··· Supplied material
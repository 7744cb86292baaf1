//! Shared-memory handlers: `share_instances`, `close_shared_instances`.

use super::{require_object_param, require_str_param};
use crate::dispatch::WorkerState;
use crate::protocol::{ControlMessage, Response};
use crate::shm::{byte_len, parse_shape, ArrayView, DType};
use crate::transport::Connection;
use crate::{Result, WorkerError};
use base64::engine::general_purpose::STANDARD;
use base64::Engine;
use serde_json::Value;
use tracing::warn;

/// `data_shape` is normally a tuple literal, but a JSON array of integers
/// is accepted too.
fn shape_param(message: &ControlMessage) -> Result<Vec<usize>> {
    match message.get("data_shape") {
        Some(Value::Array(dims)) => dims
            .iter()
            .map(|d| d.as_u64().map(|n| n as usize))
            .collect::<Option<Vec<_>>>()
            .ok_or_else(|| WorkerError::InvalidField {
                field: "data_shape",
                message: format!("Unable to parse data shape {}", Value::Array(dims.clone())),
            }),
        _ => parse_shape(require_str_param(
            message.fields(),
            "share instances",
            "data_shape",
        )?),
    }
}

pub(crate) async fn share_instances(
    conn: &mut Connection,
    state: &mut WorkerState,
    message: &ControlMessage,
) -> Result<()> {
    let params = message.fields();
    let header = require_object_param(params, "share instances", "header")?;
    let frame_name = require_str_param(header, "share instances header", "frame_name")?;
    let encoded_handle = require_str_param(params, "share instances", "data_handle")?;
    let data_type = require_str_param(params, "share instances", "data_type")?;

    if state.handle.is_open() {
        return Err(WorkerError::HandleAlreadyOpen);
    }

    let shape = shape_param(message)?;
    let dtype = DType::parse(data_type)?;
    let token = STANDARD.decode(encoded_handle.trim())?;
    let len = byte_len(dtype, &shape)?;

    let region = state.handle.open(state.broker.as_ref(), &token, len)?;
    let view = match ArrayView::mapped(dtype, shape, region) {
        Ok(view) => view,
        Err(e) => {
            // Never keep a handle with nothing stored against it.
            if let Err(close_err) = state.handle.close() {
                warn!("Failed to release handle: {}", close_err);
            }
            return Err(e);
        }
    };
    state.env.set(frame_name, view);

    conn.send_json(&Response::ok()).await
}

pub(crate) async fn close_shared_instances(
    conn: &mut Connection,
    state: &mut WorkerState,
) -> Result<()> {
    state.handle.close()?;
    conn.send_json(&Response::ok()).await
}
······
Assigned task
Repeat each entry exactly.

Response
repository 7744cb86292baaf1
//! Shared-memory handlers: `share_instances`, `close_shared_instances`.

use super::{require_object_param, require_str_param};
use crate::dispatch::WorkerState;
use crate::protocol::{ControlMessage, Response};
use crate::shm::{byte_len, parse_shape, ArrayView, DType};
use crate::transport::Connection;
use crate::{Result, WorkerError};
use base64::engine::general_purpose::STANDARD;
use base64::Engine;
use serde_json::Value;
use tracing::warn;

/// `data_shape` is normally a tuple literal, but a JSON array of integers
/// is accepted too.
fn shape_param(message: &ControlMessage) -> Result<Vec<usize>> {
    match message.get("data_shape") {
        Some(Value::Array(dims)) => dims
            .iter()
            .map(|d| d.as_u64().map(|n| n as usize))
            .collect::<Option<Vec<_>>>()
            .ok_or_else(|| WorkerError::InvalidField {
                field: "data_shape",
                message: format!("Unable to parse data shape {}", Value::Array(dims.clone())),
            }),
        _ => parse_shape(require_str_param(
            message.fields(),
            "share instances",
            "data_shape",
        )?),
    }
}

pub(crate) async fn share_instances(
    conn: &mut Connection,
    state: &mut WorkerState,
    message: &ControlMessage,
) -> Result<()> {
    let params = message.fields();
    let header = require_object_param(params, "share instances", "header")?;
    let frame_name = require_str_param(header, "share instances header", "frame_name")?;
    let encoded_handle = require_str_param(params, "share instances", "data_handle")?;
    let data_type = require_str_param(params, "share instances", "data_type")?;

    if state.handle.is_open() {
        return Err(WorkerError::HandleAlreadyOpen);
    }

    let shape = shape_param(message)?;
    let dtype = DType::parse(data_type)?;
    let token = STANDARD.decode(encoded_handle.trim())?;
    let len = byte_len(dtype, &shape)?;

    let region = state.handle.open(state.broker.as_ref(), &token, len)?;
    let view = match ArrayView::mapped(dtype, shape, region) {
        Ok(view) => view,
        Err(e) => {
            // Never keep a handle with nothing stored against it.
            if let Err(close_err) = state.handle.close() {
                warn!("Failed to release handle: {}", close_err);
            }
            return Err(e);
        }
    };
    state.env.set(frame_name, view);

    conn.send_json(&Response::ok()).await
}

pub(crate) async fn close_shared_instances(
    conn: &mut Connection,
    state: &mut WorkerState,
) -> Result<()> {
    state.handle.close()?;
    conn.send_json(&Response::ok()).await
}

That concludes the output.